Work task = Copy, from the entries below, each line where the word "authorize" can be found.

(Recorded information)

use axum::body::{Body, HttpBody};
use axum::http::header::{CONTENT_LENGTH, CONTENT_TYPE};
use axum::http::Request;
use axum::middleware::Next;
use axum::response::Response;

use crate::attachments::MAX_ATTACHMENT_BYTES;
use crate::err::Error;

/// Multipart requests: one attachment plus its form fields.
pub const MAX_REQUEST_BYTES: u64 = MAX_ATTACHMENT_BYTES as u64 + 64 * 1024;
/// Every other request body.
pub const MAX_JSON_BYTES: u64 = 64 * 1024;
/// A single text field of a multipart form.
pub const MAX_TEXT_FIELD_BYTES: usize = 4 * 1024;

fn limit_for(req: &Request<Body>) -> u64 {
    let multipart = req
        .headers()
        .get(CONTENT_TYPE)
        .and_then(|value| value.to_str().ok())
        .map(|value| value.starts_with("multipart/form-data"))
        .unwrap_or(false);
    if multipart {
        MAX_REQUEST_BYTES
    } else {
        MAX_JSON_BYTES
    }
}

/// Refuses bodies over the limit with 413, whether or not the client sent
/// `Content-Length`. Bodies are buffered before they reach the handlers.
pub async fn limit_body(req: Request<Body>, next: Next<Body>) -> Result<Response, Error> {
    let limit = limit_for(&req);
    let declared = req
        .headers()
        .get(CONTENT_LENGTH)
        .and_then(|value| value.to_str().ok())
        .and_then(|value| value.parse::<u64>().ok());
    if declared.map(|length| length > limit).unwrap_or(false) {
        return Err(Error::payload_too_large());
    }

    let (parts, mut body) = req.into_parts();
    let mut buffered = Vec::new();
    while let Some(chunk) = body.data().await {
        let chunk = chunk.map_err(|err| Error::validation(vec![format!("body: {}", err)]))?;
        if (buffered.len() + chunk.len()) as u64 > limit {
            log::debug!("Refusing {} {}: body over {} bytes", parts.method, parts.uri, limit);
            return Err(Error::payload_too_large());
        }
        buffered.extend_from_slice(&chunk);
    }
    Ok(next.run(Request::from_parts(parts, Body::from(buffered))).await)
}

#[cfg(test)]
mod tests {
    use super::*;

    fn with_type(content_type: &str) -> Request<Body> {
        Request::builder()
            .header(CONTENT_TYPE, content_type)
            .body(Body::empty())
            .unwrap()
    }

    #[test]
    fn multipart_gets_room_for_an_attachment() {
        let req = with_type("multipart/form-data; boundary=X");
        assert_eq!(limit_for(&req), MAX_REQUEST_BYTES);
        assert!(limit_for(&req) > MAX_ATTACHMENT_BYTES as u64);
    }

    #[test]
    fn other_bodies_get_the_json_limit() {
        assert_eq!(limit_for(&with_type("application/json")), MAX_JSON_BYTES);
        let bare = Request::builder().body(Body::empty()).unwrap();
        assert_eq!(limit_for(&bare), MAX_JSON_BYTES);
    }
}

(End Recorded information)
(Recorded information)

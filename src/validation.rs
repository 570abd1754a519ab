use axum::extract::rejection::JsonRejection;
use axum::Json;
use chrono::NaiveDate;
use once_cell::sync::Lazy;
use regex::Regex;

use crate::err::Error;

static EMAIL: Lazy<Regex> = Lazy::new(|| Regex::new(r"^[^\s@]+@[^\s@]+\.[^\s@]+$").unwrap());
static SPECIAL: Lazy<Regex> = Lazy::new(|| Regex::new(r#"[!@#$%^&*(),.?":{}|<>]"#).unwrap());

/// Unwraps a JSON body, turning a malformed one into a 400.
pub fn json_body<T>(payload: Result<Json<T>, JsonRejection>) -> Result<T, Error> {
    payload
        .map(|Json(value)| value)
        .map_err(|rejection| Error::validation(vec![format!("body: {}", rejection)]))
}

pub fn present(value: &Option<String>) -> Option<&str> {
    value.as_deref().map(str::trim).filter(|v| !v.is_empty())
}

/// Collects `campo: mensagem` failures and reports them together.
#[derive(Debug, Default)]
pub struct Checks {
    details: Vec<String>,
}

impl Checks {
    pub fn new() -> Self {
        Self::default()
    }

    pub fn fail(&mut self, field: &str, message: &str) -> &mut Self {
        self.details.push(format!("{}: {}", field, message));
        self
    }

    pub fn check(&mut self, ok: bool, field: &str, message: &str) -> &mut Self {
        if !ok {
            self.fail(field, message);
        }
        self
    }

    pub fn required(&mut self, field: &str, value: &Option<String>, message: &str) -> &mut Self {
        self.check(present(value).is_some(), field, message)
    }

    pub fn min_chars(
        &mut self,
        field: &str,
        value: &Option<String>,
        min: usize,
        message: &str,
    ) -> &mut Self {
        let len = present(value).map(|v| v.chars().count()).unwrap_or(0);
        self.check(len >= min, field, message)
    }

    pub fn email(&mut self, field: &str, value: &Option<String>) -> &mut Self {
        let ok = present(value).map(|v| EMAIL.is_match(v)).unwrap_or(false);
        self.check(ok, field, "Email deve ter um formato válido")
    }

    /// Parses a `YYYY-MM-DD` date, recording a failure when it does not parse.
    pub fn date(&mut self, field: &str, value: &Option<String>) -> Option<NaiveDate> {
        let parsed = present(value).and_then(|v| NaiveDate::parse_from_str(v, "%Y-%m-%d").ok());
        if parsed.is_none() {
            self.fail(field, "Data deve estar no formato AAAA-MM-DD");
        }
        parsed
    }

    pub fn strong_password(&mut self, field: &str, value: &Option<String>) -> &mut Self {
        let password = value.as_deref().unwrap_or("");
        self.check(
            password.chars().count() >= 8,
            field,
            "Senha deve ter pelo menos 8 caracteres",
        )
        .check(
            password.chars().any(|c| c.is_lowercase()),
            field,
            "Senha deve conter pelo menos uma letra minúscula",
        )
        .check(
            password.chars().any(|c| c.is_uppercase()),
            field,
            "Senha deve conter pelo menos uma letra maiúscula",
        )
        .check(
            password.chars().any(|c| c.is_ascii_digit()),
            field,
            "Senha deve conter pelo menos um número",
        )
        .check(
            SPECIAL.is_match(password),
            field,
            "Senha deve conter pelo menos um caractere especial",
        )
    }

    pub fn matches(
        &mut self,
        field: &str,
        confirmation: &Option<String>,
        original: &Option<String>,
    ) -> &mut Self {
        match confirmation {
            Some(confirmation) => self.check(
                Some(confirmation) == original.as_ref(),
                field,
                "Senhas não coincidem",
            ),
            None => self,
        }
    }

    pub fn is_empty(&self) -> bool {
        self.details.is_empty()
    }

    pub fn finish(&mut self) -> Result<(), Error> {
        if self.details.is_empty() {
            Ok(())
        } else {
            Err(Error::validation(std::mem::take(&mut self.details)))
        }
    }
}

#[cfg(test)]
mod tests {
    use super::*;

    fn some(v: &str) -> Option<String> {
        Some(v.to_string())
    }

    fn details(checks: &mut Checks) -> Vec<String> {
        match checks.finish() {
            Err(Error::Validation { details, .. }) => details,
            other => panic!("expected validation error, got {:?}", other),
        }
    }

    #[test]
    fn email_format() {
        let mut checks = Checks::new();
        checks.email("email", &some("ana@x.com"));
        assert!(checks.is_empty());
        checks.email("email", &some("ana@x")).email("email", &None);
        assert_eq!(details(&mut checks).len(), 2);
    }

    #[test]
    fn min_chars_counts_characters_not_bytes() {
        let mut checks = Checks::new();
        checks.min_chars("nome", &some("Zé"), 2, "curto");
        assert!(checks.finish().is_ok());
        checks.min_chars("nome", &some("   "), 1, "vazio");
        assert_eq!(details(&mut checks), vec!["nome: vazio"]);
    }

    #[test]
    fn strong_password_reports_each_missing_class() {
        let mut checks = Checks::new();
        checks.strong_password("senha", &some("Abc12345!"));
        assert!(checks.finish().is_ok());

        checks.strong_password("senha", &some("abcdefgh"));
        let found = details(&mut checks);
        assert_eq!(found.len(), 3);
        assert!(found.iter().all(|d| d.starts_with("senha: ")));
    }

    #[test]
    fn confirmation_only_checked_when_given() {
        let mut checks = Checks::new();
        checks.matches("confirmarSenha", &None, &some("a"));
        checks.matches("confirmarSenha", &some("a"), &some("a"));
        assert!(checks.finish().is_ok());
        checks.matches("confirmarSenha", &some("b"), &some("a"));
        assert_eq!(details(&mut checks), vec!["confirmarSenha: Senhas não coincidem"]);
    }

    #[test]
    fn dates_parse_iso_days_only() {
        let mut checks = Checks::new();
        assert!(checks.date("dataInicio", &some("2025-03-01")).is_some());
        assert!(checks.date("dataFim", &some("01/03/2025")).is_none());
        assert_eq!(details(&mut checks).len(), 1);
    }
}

(End Recorded information)
(Recorded information)

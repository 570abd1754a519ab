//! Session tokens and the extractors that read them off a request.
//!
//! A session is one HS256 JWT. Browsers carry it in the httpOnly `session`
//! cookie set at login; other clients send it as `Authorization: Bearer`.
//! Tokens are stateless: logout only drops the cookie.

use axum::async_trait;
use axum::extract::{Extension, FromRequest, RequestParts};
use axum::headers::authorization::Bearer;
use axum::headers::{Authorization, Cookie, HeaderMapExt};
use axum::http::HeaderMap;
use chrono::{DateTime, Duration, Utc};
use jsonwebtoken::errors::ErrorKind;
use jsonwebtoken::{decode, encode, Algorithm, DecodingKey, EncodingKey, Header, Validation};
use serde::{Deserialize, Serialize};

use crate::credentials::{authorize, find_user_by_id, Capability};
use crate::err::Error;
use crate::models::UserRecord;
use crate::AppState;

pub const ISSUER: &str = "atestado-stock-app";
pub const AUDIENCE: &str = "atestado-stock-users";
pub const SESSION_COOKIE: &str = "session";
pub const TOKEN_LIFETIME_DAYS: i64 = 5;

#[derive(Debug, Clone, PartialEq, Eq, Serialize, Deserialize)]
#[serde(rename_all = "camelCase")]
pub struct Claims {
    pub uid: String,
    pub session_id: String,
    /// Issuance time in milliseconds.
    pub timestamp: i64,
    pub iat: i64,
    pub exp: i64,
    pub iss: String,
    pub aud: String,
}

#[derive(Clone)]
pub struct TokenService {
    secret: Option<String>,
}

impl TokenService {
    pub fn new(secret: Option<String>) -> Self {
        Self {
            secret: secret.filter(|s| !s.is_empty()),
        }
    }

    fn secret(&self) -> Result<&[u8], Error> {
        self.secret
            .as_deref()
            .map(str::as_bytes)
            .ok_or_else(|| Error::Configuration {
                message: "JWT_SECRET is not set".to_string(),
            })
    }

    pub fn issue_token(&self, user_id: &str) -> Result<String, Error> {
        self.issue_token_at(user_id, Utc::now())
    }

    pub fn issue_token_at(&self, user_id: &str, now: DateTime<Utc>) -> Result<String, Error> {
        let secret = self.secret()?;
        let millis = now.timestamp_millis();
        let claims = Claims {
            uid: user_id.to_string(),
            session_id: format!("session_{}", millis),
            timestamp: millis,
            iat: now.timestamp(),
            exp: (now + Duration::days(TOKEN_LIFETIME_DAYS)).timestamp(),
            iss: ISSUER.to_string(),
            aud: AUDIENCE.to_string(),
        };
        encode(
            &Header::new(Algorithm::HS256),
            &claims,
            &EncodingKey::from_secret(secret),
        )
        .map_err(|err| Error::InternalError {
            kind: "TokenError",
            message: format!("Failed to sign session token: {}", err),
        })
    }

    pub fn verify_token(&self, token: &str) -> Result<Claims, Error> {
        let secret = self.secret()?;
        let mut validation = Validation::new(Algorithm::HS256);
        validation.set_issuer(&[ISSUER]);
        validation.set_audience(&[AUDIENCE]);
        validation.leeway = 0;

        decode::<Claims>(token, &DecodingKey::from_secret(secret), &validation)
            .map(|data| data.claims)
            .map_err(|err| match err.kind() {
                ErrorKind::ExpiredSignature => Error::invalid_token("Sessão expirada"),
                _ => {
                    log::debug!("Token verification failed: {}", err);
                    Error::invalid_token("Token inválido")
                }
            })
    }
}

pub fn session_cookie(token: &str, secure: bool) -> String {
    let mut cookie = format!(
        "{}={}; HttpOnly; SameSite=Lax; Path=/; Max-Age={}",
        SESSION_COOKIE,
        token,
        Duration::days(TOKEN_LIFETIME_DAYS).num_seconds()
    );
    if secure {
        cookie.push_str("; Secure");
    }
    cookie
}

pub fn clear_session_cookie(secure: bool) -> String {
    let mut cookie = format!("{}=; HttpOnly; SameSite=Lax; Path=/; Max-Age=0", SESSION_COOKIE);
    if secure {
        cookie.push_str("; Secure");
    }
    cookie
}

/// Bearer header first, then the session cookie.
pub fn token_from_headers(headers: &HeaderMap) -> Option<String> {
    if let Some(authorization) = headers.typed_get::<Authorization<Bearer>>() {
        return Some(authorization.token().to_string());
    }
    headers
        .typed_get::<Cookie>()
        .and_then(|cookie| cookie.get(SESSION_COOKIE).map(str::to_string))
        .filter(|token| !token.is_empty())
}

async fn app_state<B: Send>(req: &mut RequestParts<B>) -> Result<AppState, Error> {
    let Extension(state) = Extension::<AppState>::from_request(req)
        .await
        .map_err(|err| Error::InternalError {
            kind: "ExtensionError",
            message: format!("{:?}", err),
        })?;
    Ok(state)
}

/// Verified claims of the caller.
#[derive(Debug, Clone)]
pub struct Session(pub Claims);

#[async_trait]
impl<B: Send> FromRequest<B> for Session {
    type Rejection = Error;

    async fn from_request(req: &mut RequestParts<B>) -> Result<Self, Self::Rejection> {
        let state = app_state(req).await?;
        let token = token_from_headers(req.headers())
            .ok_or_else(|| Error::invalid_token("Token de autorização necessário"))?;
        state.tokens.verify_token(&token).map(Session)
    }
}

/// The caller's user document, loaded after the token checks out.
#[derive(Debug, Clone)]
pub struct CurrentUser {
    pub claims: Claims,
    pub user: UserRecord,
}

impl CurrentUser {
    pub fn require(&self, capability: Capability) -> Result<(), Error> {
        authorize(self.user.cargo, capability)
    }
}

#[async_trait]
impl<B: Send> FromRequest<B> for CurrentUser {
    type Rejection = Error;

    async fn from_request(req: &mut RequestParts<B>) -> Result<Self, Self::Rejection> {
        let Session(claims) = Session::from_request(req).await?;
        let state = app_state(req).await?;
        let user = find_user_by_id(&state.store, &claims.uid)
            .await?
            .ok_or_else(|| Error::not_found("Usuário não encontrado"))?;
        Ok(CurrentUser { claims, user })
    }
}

(End Recorded information)

Exercise result =
use crate::credentials::{authorize, find_user_by_id, Capability};
        authorize(self.user.cargo, capability)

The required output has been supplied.